This function can be used to estimate the expected amount of time needed for a specific number of transitions to be realized (in which case event.target should be supplied) or the expected number of transition events occurring within a specified time period (in which case time.target should be supplied). Either way, one of time.target and event.target must be given. The function works by simulating reps trajectories (using simEGP) for the specified time/number of events, and returning the mean outcome (along with some other associated statistics).

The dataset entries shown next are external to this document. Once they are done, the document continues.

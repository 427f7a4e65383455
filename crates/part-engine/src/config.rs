use serde::{Deserialize, Serialize};

use crate::error::PipelineError;

/// Tolerances used when building recipes and matching edges.
#[derive(Debug, Clone, Copy, PartialEq, Serialize, Deserialize)]
#[serde(default)]
pub struct SelectionTolerances {
    /// Edge selector comparisons (parallelism, offset from the axis).
    pub edge: f64,
    /// Profile corners closer than this are merged; also the closure test.
    pub profile_merge: f64,
}

impl Default for SelectionTolerances {
    fn default() -> Self {
        Self {
            edge: 1e-3,
            profile_merge: 1e-6,
        }
    }
}

/// Pipeline-wide settings.
#[derive(Debug, Clone, Copy, PartialEq, Serialize, Deserialize)]
#[serde(default)]
pub struct PipelineConfig {
    /// Kernel triangulation tolerance for mesh extraction.
    pub triangulation_tolerance: f64,
    /// Endpoint matching tolerance for sketch contours.
    pub contour_tolerance: f64,
    /// Length added at both ends of every extrude-cut tool.
    pub cut_overshoot: f64,
    pub selection: SelectionTolerances,
}

impl Default for PipelineConfig {
    fn default() -> Self {
        Self {
            triangulation_tolerance: 0.1,
            contour_tolerance: 0.1,
            cut_overshoot: 0.5,
            selection: SelectionTolerances::default(),
        }
    }
}

impl PipelineConfig {
    /// Fast previews while scrubbing through catalog rows.
    pub fn coarse() -> Self {
        Self {
            triangulation_tolerance: 0.5,
            ..Self::default()
        }
    }

    /// Export quality.
    pub fn fine() -> Self {
        Self {
            triangulation_tolerance: 0.01,
            ..Self::default()
        }
    }

    /// Parse from JSON; omitted fields take their defaults.
    pub fn from_json(text: &str) -> Result<Self, PipelineError> {
        let invalid = |e: serde_json::Error| PipelineError::InvalidConfig {
            reason: e.to_string(),
        };
        let value: serde_json::Value = serde_json::from_str(text).map_err(invalid)?;
        if !value.is_object() {
            return Err(PipelineError::InvalidConfig {
                reason: "config must be a JSON object".to_string(),
            });
        }
        let config: Self = serde_json::from_value(value).map_err(invalid)?;
        config.validate()?;
        Ok(config)
    }

    pub fn validate(&self) -> Result<(), PipelineError> {
        let checks = [
            ("triangulation_tolerance", self.triangulation_tolerance),
            ("contour_tolerance", self.contour_tolerance),
            ("selection.edge", self.selection.edge),
            ("selection.profile_merge", self.selection.profile_merge),
        ];
        for (name, value) in checks {
            if !(value > 0.0 && value.is_finite()) {
                return Err(PipelineError::InvalidConfig {
                    reason: format!("{name} must be positive, got {value}"),
                });
            }
        }
        if !(self.cut_overshoot >= 0.0 && self.cut_overshoot.is_finite()) {
            return Err(PipelineError::InvalidConfig {
                reason: format!("cut_overshoot must not be negative, got {}", self.cut_overshoot),
            });
        }
        Ok(())
    }
}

A typical use case for this function is to calibrate the simulation time needed to obtain a reasonable number of transitions from some starting point (e.g., to ensure burn-in). Simply simulating a fixed number of transition events will result in a biased system state; however, one can avoid this problem by using this function to determine the average duration needed for the desired number of events to be realized, and then using this duration as a stopping rule for subsequent simulations. Alternately, another use is to estimate the rate at which events accrue, e.g. to estimate compute time or memory requirements for a longer simulation study. Some processes are particularly prone to entering regimes in which they produce very large numbers of events per unit phenomenological time, and it can be useful to identify this issue before committing resources to simulating a long trajectory.
Note that, at present, all trajectories have the same starting point (the network on the left-hand side of the input formula). They are hence coupled by the initial condition (despite being otherwise independent). When equilibrium estimates from short sequences are desired, it may be wise to call this function more than once with different starting networks and integrate the results.